Two years ago, we said, hopefully we would be able to give relief to the consumer [in price decreases] and increase sales growth again. Then the Russian and Ukraine war took place [and input costs rose]. Then last year we said we needed costs to come down and then load-shedding intensified. I hope there is no event that happens.
If no [big] event takes place and the rand stays at current levels, maybe prices will stabilise. A lot supplies get imported and the exchange rate plays a role.
But consumer price inflation is sitting at 5.9%, and food inflation is between 8% and 10%.
Let's hope that we get some relief. But from where I am sitting, none of the commodities or input costs we have are likely to record double-digit decreases
You saw international volumes fall more than 13%, even though foreign revenue rose thanks to a weak rand.

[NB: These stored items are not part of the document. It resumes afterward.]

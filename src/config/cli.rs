//! Command-line argument definitions for regconfig.

use camino::Utf8PathBuf;
use clap::{Parser, Subcommand};

/// Command-line interface for regconfig.
#[derive(Debug, Parser)]
#[command(name = "regconfig")]
#[command(
    author,
    version,
    about = "Materialize container registry credentials as a Docker config.json secret"
)]
pub struct Cli {
    /// Subcommand to execute.
    #[command(subcommand)]
    pub command: Commands,

    /// Path to configuration file.
    #[arg(long, global = true)]
    pub config: Option<Utf8PathBuf>,

    /// Container engine socket path or URL.
    #[arg(long, global = true)]
    pub engine_socket: Option<String>,

    /// Container image used by `run`.
    #[arg(long, global = true)]
    pub image: Option<String>,

    /// Register the secret under this name instead of a content-derived one.
    #[arg(long, global = true)]
    pub secret_name: Option<String>,
}

/// Available subcommands.
#[derive(Debug, Subcommand)]
pub enum Commands {
    /// Print the rendered config.json document.
    Render,

    /// Print the name the secret would be registered under.
    Name,

    /// Run a container with the registry configuration mounted.
    Run(RunArgs),
}

/// Arguments for the `run` subcommand.
#[derive(Debug, Parser)]
pub struct RunArgs {
    /// Container path of the mounted config.json.
    #[arg(long)]
    pub path: Option<String>,

    /// Container name.
    #[arg(long)]
    pub name: Option<String>,

    /// Command to execute; the image default is used when omitted.
    #[arg(trailing_var_arg = true)]
    pub command: Vec<String>,
}
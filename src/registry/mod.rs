//! Registry credential accumulation and materialization.
//!
//! [`RegistryConfig`] collects `(address, username, secret)` triples through
//! chained `with_*` calls. Each call consumes the value and returns the
//! updated one, so cloned branches never observe each other's changes.
//!
//! Materialization resolves every secret, renders a Docker-style
//! `config.json`, and registers it with a [`SecretStore`]:
//!
//! ```json
//! {"auths":{"docker.io":{"auth":"<base64 user:secret>"},"ghcr.io":{"auth":"..."}}}
//! ```
//!
//! Addresses are emitted in sorted order, so identical credentials always
//! produce byte-identical output and therefore the same content-derived
//! secret name.
//!
//! [`SecretStore`]: crate::secret::SecretStore

mod materialize;
mod mount;

use crate::secret::SecretRef;

pub use mount::SecretMount;

/// Prefix of content-derived secret names when none is configured.
pub const DEFAULT_SECRET_PREFIX: &str = "registry-config";

/// One registry credential. `Debug` output redacts the secret.
#[derive(Debug, Clone)]
pub struct RegistryAuth {
    address: String,
    username: String,
    secret: SecretRef,
}

impl RegistryAuth {
    /// Create a credential for `address`.
    #[must_use]
    pub fn new(address: impl Into<String>, username: impl Into<String>, secret: SecretRef) -> Self {
        Self {
            address: address.into(),
            username: username.into(),
            secret,
        }
    }

    /// Return the registry address.
    #[must_use]
    pub fn address(&self) -> &str {
        &self.address
    }

    /// Return the username.
    #[must_use]
    pub fn username(&self) -> &str {
        &self.username
    }

    /// Return the secret reference.
    #[must_use]
    pub const fn secret(&self) -> &SecretRef {
        &self.secret
    }
}

/// An accumulator of registry credentials.
///
/// # Examples
///
/// ```
/// use regconfig::registry::RegistryConfig;
/// use regconfig::secret::SecretRef;
///
/// let config = RegistryConfig::new()
///     .with_registry_auth("ghcr.io", "octocat", SecretRef::plaintext("old"))
///     .with_registry_auth("ghcr.io", "octocat", SecretRef::plaintext("new"));
///
/// assert_eq!(config.len(), 1);
/// ```
#[derive(Debug, Clone, Default)]
pub struct RegistryConfig {
    auths: Vec<RegistryAuth>,
    secret_prefix: Option<String>,
}

impl RegistryConfig {
    /// Create an empty accumulator.
    #[must_use]
    pub fn new() -> Self {
        Self::default()
    }

    /// Add credentials for `address`, replacing any earlier entry for it.
    #[must_use]
    pub fn with_registry_auth(
        self,
        address: impl Into<String>,
        username: impl Into<String>,
        secret: SecretRef,
    ) -> Self {
        self.with_auth(RegistryAuth::new(address, username, secret))
    }

    /// Add a prepared credential, replacing any earlier entry for its address.
    #[must_use]
    pub fn with_auth(self, auth: RegistryAuth) -> Self {
        let mut updated = self.without_registry_auth(auth.address());
        updated.auths.push(auth);
        updated
    }

    /// Remove every credential for `address`. Absent addresses are ignored.
    #[must_use]
    pub fn without_registry_auth(mut self, address: &str) -> Self {
        self.auths.retain(|auth| auth.address != address);
        self
    }

    /// Override the prefix used for content-derived secret names.
    ///
    /// Blank prefixes fall back to [`DEFAULT_SECRET_PREFIX`].
    #[must_use]
    pub fn with_secret_prefix(mut self, prefix: impl Into<String>) -> Self {
        let prefix_value = prefix.into();
        self.secret_prefix = Some(prefix_value).filter(|value| !value.trim().is_empty());
        self
    }

    /// Start describing a mount of this configuration at `path`.
    #[must_use]
    pub fn secret_mount(&self, path: impl Into<String>) -> SecretMount {
        SecretMount::new(self.clone(), path)
    }

    /// Return the prefix used for content-derived secret names.
    #[must_use]
    pub fn secret_prefix(&self) -> &str {
        self.secret_prefix
            .as_deref()
            .unwrap_or(DEFAULT_SECRET_PREFIX)
    }

    /// Return the accumulated credentials in insertion order.
    #[must_use]
    pub fn auths(&self) -> &[RegistryAuth] {
        &self.auths
    }

    /// Return the configured addresses, sorted.
    #[must_use]
    pub fn addresses(&self) -> Vec<&str> {
        let mut addresses: Vec<&str> = self.auths.iter().map(RegistryAuth::address).collect();
        addresses.sort_unstable();
        addresses
    }

    /// Return the number of credentials.
    #[must_use]
    pub fn len(&self) -> usize {
        self.auths.len()
    }

    /// Return whether no credentials have been added.
    #[must_use]
    pub fn is_empty(&self) -> bool {
        self.auths.is_empty()
    }
}
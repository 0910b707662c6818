//! Container registry credentials as a Docker `config.json` secret.
//!
//! `regconfig` accumulates registry credentials as plain values, materializes
//! them into the canonical Docker client configuration document, registers the
//! document as a named secret, and mounts it into containers before they
//! start. Credential values stay behind references (literal, environment
//! variable, file, or an existing secret) until materialization, and are never
//! logged.
//!
//! # Modules
//!
//! - [`registry`]: the registry-credential accumulator and its materializer
//! - [`secret`]: secret references, resolution, and storage
//! - [`container`]: container definitions that carry mounted secrets
//! - [`engine`]: Docker/Podman connection and container runs
//! - [`args`]: argv assembly for tools wrapped inside containers
//! - [`config`]: layered configuration (CLI > env > file > defaults)
//! - [`error`]: semantic error types

pub mod args;
pub mod config;
pub mod container;
pub mod engine;
pub mod error;
pub mod registry;
pub mod secret;
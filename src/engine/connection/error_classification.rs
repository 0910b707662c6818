//! Mapping of `Bollard` connection failures onto `ContainerError`.

use std::error::Error as StdError;
use std::io;
use std::path::Path;

use crate::error::ContainerError;

/// Return the filesystem path of a `unix://` or `npipe://` endpoint.
pub(super) fn socket_path(endpoint: &str) -> Option<&Path> {
    endpoint
        .strip_prefix("unix://")
        .or_else(|| endpoint.strip_prefix("npipe://"))
        .map(Path::new)
}

/// Classify a connection error, preferring path-specific variants when the
/// endpoint names a socket on disk.
pub(super) fn classify_connection_error(
    error: &bollard::errors::Error,
    endpoint: &str,
) -> ContainerError {
    let path = socket_path(endpoint);
    let message = error.to_string();

    let kind = match error {
        bollard::errors::Error::SocketNotFoundError(_) => Some(io::ErrorKind::NotFound),
        bollard::errors::Error::IOError { err } => {
            first_io_kind(err).or_else(|| Some(err.kind()))
        }
        other => first_io_kind(other),
    };

    match (kind, path) {
        (Some(io::ErrorKind::NotFound), Some(socket)) => ContainerError::SocketNotFound {
            path: socket.to_path_buf(),
        },
        (Some(io::ErrorKind::PermissionDenied), Some(socket)) => {
            ContainerError::PermissionDenied {
                path: socket.to_path_buf(),
            }
        }
        _ => ContainerError::ConnectionFailed { message },
    }
}

/// Find the first `io::Error` in the source chain of `error`.
fn first_io_kind(error: &dyn StdError) -> Option<io::ErrorKind> {
    let mut current = error.source();
    while let Some(source) = current {
        if let Some(io_error) = source.downcast_ref::<io::Error>() {
            return Some(io_error.kind());
        }
        current = source.source();
    }
    None
}

#[cfg(test)]
mod tests {
    use std::fmt;

    use rstest::rstest;

    use super::*;

    #[derive(Debug)]
    struct Wrapper {
        inner: io::Error,
    }

    impl fmt::Display for Wrapper {
        fn fmt(&self, f: &mut fmt::Formatter<'_>) -> fmt::Result {
            write!(f, "wrapped")
        }
    }

    impl StdError for Wrapper {
        fn source(&self) -> Option<&(dyn StdError + 'static)> {
            Some(&self.inner)
        }
    }

    #[rstest]
    #[case("unix:///run/docker.sock", Some("/run/docker.sock"))]
    #[case("npipe:////./pipe/docker_engine", Some("//./pipe/docker_engine"))]
    #[case("http://localhost:2375", None)]
    fn socket_path_strips_socket_schemes(#[case] endpoint: &str, #[case] expected: Option<&str>) {
        assert_eq!(socket_path(endpoint), expected.map(Path::new));
    }

    #[rstest]
    fn first_io_kind_walks_the_source_chain() {
        let error = Wrapper {
            inner: io::Error::new(io::ErrorKind::PermissionDenied, "denied"),
        };
        assert_eq!(first_io_kind(&error), Some(io::ErrorKind::PermissionDenied));
    }

    #[rstest]
    #[case(io::ErrorKind::NotFound, "container engine socket not found: /run/docker.sock")]
    #[case(
        io::ErrorKind::PermissionDenied,
        "permission denied accessing container socket: /run/docker.sock"
    )]
    fn io_errors_on_socket_paths_become_path_variants(
        #[case] kind: io::ErrorKind,
        #[case] expected: &str,
    ) {
        let error = bollard::errors::Error::IOError {
            err: io::Error::new(kind, "io"),
        };
        let classified = classify_connection_error(&error, "unix:///run/docker.sock");
        assert_eq!(classified.to_string(), expected);
    }

    #[rstest]
    fn io_errors_on_http_endpoints_stay_generic() {
        let error = bollard::errors::Error::IOError {
            err: io::Error::new(io::ErrorKind::NotFound, "io"),
        };
        let classified = classify_connection_error(&error, "http://localhost:2375");
        assert!(
            matches!(classified, ContainerError::ConnectionFailed { .. }),
            "expected ConnectionFailed, got {classified:?}"
        );
    }
}
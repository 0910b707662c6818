//! Tar archive construction for secret upload.

use std::io;

use tar::{Builder, EntryType, Header};

use crate::container::MountedSecret;

/// Build one archive holding every mounted secret, with paths relative to `/`.
///
/// Missing parent directories are created by the engine on extraction, so
/// only file entries are written and existing directories keep their modes.
pub(super) fn build_secret_archive(secrets: &[MountedSecret]) -> io::Result<Vec<u8>> {
    let mut builder = Builder::new(vec![]);

    for mounted in secrets {
        let contents = mounted.secret().expose_secret();
        let options = mounted.options();

        let mut header = root_owned_header();
        header.set_entry_type(EntryType::Regular);
        header.set_size(u64::try_from(contents.len()).map_err(io::Error::other)?);
        header.set_mode(options.mode & 0o7777);
        if let Some(owner) = options.owner.as_deref() {
            apply_owner(&mut header, owner)?;
        }
        header.set_cksum();

        builder.append_data(&mut header, archive_path(mounted.path()), contents)?;
    }

    builder.finish()?;
    builder.into_inner()
}

/// A GNU header with every numeric field written; `tar` rejects blank ones.
fn root_owned_header() -> Header {
    let mut header = Header::new_gnu();
    header.set_uid(0);
    header.set_gid(0);
    header.set_mtime(0);
    header
}

fn archive_path(path: &str) -> &str {
    path.trim_start_matches('/')
}

/// Apply `user[:group]`; numeric parts set ids, anything else sets names.
fn apply_owner(header: &mut Header, owner: &str) -> io::Result<()> {
    let (user, group) = owner
        .split_once(':')
        .map_or((owner, None), |(user_part, group_part)| {
            (user_part, Some(group_part))
        });

    if let Ok(uid) = user.parse::<u64>() {
        header.set_uid(uid);
    } else if !user.is_empty() {
        header.set_username(user)?;
    }

    if let Some(group_text) = group {
        if let Ok(gid) = group_text.parse::<u64>() {
            header.set_gid(gid);
        } else if !group_text.is_empty() {
            header.set_groupname(group_text)?;
        }
    }

    Ok(())
}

We didn't ship all our products in September, due to delays at the Cape Town port. We are really worried about the ports.
Load-shedding also put pressure on the cold room suppliers [that refrigerate fruit in summer]. There were fewer pears available to can and export.
Your share seems to be a little low, given the recent performance. Does this worry you?
Management can’t sort out the share price. The share price must be sorted out by shareholders. Obviously, we think that there’s a lot of value in our business. We have good performance shown by our metrics. Our cash flow improved.
I think low liquidity is the main issue [depressing the share price]. This big investors want to be able to buy a bigger stake and liquidate a bigger stake quickly.
We think we have got a very good business.